We go where we want, when we want. It’s going to be tough to try and catch us because we don’t stick around for long, so try and keep up!
In the deepest, darkest corners of the most hustling and bustling cities, lurk the New Fuggs On The Block! These Fugglers are like city life embodied—repulsive like sky-high rent, annoying like street pigeons, and their farts are thicker than city smog! Think of this loathsome lot as the city-dwelling cousins of the Fugglers you already know and loathe, but these twisted terrors have never seen grass and are always in a rush! They will renew your sense of self-doubt with their peculiar appearance and grotesque ways.

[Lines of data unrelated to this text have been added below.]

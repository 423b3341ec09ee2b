//! Readiness state machine
//!
//! A glass surface becomes visible only after two independent signals have
//! both arrived at least once:
//!
//! - the container was laid out with a non-zero size
//! - the filter asset reported that it attached
//!
//! ```text
//!   Unmeasured ──measured──► Measured ──asset──► Ready
//!       │ asset                                   ▲
//!       ▼                                         │
//!   Unmeasured{asset_attached} ────measured───────┘
//! ```
//!
//! No transition leaves `Ready`. Resizes after that only update the stored
//! dimensions. If the asset never attaches the surface stays on its fallback
//! presentation for good, which is not treated as an error.

use smallvec::SmallVec;

use crate::filter::Dimensions;

/// Phase of the readiness machine
#[derive(Clone, Copy, Debug, PartialEq, Eq)]
pub enum ReadinessPhase {
    /// No non-zero size seen yet. Records whether the asset already attached.
    Unmeasured { asset_attached: bool },
    /// Size known, asset not attached yet
    Measured,
    /// Both signals arrived (terminal)
    Ready,
}

impl Default for ReadinessPhase {
    fn default() -> Self {
        Self::Unmeasured {
            asset_attached: false,
        }
    }
}

/// Signals fed into the machine
#[derive(Clone, Copy, Debug, PartialEq, Eq)]
pub enum ReadinessSignal {
    /// Container observed with width and height both > 0
    ContainerMeasured,
    /// Filter asset fired its load signal
    AssetAttached,
}

/// Flag view of the machine
#[derive(Clone, Copy, Debug, Default, PartialEq, Eq)]
pub struct ReadinessState {
    pub container_measured: bool,
    pub asset_attached: bool,
}

impl ReadinessState {
    pub fn visible(&self) -> bool {
        self.container_measured && self.asset_attached
    }
}

impl From<ReadinessPhase> for ReadinessState {
    fn from(phase: ReadinessPhase) -> Self {
        match phase {
            ReadinessPhase::Unmeasured { asset_attached } => Self {
                container_measured: false,
                asset_attached,
            },
            ReadinessPhase::Measured => Self {
                container_measured: true,
                asset_attached: false,
            },
            ReadinessPhase::Ready => Self {
                container_measured: true,
                asset_attached: true,
            },
        }
    }
}

/// Callback fired when the machine enters `Ready`
pub type ReadyCallback = Box<dyn FnMut() + Send>;

/// Per-instance readiness coordinator
pub struct ReadinessCoordinator {
    phase: ReadinessPhase,
    dimensions: Dimensions,
    /// History of phase changes (for debugging)
    history: SmallVec<[(ReadinessPhase, ReadinessSignal, ReadinessPhase); 2]>,
    on_ready: Vec<ReadyCallback>,
}

impl ReadinessCoordinator {
    pub fn new() -> Self {
        Self {
            phase: ReadinessPhase::default(),
            dimensions: Dimensions::ZERO,
            history: SmallVec::new(),
            on_ready: Vec::new(),
        }
    }

    pub fn phase(&self) -> ReadinessPhase {
        self.phase
    }

    pub fn state(&self) -> ReadinessState {
        self.phase.into()
    }

    pub fn is_ready(&self) -> bool {
        self.phase == ReadinessPhase::Ready
    }

    /// Whether consumers should keep the plain presentation up
    pub fn should_show_fallback(&self) -> bool {
        !self.is_ready()
    }

    /// Most recently observed container size
    pub fn dimensions(&self) -> Dimensions {
        self.dimensions
    }

    /// Phase changes so far, oldest first
    pub fn history(&self) -> &[(ReadinessPhase, ReadinessSignal, ReadinessPhase)] {
        &self.history
    }

    /// Register a callback for entering `Ready`.
    ///
    /// Runs immediately when the machine is already ready.
    pub fn on_ready<F: FnMut() + Send + 'static>(&mut self, mut callback: F) {
        if self.is_ready() {
            callback();
        } else {
            self.on_ready.push(Box::new(callback));
        }
    }

    /// Record a layout observation.
    ///
    /// Returns true when the stored dimensions changed. Only a size with both
    /// axes > 0 counts as the container being measured.
    pub fn observe_size(&mut self, dimensions: Dimensions) -> bool {
        let changed = dimensions != self.dimensions;
        self.dimensions = dimensions;

        if dimensions.is_nonzero() {
            self.send(ReadinessSignal::ContainerMeasured);
        }
        changed
    }

    /// Record the filter asset's load signal
    pub fn attach_asset(&mut self) {
        self.send(ReadinessSignal::AssetAttached);
    }

    /// Feed a signal. Signals with no transition from the current phase are
    /// ignored.
    pub fn send(&mut self, signal: ReadinessSignal) -> ReadinessPhase {
        use ReadinessPhase::*;
        use ReadinessSignal::*;

        let current = self.phase;
        let next = match (current, signal) {
            (Unmeasured { asset_attached: false }, ContainerMeasured) => Measured,
            (Unmeasured { asset_attached: true }, ContainerMeasured) => Ready,
            (Unmeasured { asset_attached: false }, AssetAttached) => Unmeasured {
                asset_attached: true,
            },
            (Measured, AssetAttached) => Ready,
            _ => return current,
        };

        self.phase = next;
        self.history.push((current, signal, next));
        tracing::debug!("readiness {:?} --{:?}--> {:?}", current, signal, next);

        if next == Ready {
            for mut callback in self.on_ready.drain(..) {
                callback();
            }
        }
        next
    }
}

impl Default for ReadinessCoordinator {
    fn default() -> Self {
        Self::new()
    }
}

impl std::fmt::Debug for ReadinessCoordinator {
    fn fmt(&self, f: &mut std::fmt::Formatter<'_>) -> std::fmt::Result {
        f.debug_struct("ReadinessCoordinator")
            .field("phase", &self.phase)
            .field("dimensions", &self.dimensions)
            .field("pending_callbacks", &self.on_ready.len())
            .finish()
    }
}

Terms and conditions: These Fugglers are misunderstood, and most importantly, up to no good. Beware, befriending a Fuggler is an invitation to mischievous mayhem and comical chaos. We accept no responsibility for any of the following mischief that your Fuggler may do: raiding your fridge, adding their face to family photos, changing the times on all the clocks, shaving your pets, opening an online shop that sells wigs made from shaved pet fur, warping the time space continuum and opening a black hole, time-travel, generating fartnados, firing phlegm, "borrowing" your vehicle to take all of its Fuggler friends to the nearest theme park, using your credit card to fund their campaign for political office, claiming to be royalty and staking their claim to a throne, opening their own Fuggler emporium and much more.